DATA PROVIDED>

------

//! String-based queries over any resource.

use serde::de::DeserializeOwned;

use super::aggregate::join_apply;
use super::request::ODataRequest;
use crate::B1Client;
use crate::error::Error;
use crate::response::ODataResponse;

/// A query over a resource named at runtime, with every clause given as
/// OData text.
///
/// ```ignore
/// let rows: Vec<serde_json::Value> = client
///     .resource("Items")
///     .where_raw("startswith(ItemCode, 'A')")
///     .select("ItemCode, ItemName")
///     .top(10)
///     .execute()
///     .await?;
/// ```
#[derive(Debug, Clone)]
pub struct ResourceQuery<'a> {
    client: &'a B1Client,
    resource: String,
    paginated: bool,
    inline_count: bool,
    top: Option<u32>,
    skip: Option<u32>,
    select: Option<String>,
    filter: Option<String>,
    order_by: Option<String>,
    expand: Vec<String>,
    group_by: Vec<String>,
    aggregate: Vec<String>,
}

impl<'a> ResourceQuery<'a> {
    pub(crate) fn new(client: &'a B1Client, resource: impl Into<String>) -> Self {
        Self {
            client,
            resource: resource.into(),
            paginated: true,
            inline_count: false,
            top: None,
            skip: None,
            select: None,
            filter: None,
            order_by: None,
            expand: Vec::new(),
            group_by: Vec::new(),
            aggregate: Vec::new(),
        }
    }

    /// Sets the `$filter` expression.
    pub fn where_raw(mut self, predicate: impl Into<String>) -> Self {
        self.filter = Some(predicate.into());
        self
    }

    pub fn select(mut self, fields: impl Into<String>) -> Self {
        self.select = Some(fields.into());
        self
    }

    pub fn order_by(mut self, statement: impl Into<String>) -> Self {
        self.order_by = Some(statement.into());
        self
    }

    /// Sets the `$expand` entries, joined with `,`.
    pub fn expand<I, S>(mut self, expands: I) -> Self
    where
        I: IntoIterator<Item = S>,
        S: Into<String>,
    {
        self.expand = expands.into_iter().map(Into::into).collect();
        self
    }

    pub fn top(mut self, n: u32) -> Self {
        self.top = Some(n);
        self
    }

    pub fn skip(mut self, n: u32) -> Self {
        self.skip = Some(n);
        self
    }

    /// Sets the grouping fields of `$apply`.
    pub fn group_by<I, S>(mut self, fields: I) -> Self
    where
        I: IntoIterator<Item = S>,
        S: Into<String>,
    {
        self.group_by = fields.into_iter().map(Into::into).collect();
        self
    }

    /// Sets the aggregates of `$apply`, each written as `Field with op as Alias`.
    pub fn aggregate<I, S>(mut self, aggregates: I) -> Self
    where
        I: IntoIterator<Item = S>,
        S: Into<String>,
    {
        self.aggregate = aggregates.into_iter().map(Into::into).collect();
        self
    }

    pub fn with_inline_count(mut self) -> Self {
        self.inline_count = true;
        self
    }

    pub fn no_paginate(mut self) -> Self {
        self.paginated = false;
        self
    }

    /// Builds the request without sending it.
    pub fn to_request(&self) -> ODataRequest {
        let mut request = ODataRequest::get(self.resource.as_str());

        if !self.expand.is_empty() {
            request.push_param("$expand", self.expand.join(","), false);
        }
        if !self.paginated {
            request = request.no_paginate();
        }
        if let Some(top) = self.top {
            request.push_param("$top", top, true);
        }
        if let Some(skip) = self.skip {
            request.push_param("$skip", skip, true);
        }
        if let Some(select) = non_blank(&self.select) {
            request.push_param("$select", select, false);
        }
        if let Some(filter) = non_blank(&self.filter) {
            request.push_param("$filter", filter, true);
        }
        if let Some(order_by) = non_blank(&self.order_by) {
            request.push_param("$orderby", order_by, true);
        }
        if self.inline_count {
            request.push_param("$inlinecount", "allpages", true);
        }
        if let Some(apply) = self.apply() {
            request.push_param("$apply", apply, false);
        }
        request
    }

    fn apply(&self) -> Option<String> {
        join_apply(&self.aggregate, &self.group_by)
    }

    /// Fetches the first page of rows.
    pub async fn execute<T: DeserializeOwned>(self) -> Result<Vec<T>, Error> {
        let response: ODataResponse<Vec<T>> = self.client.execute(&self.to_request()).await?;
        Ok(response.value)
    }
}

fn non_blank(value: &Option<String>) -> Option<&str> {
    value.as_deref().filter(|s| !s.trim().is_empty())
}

------

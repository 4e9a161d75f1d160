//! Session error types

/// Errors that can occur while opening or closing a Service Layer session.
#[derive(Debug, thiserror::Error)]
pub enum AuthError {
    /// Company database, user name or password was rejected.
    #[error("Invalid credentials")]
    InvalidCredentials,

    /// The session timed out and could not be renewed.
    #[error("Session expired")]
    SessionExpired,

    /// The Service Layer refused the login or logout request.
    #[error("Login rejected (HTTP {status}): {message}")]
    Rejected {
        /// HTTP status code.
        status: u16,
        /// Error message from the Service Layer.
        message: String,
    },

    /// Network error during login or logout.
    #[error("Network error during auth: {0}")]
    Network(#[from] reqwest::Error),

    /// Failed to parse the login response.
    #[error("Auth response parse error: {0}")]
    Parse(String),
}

------

EXERCISE> Only the lines above starting with the one with "self.select = Some(fields.into());" and going through the one with "entries, joined with" are to be copied, word for word and with both ends kept.

TASK RESULT>
        self.select = Some(fields.into());
        self
    }

    pub fn order_by(mut self, statement: impl Into<String>) -> Self {
        self.order_by = Some(statement.into());
        self
    }

    /// Sets the `$expand` entries, joined with `,`.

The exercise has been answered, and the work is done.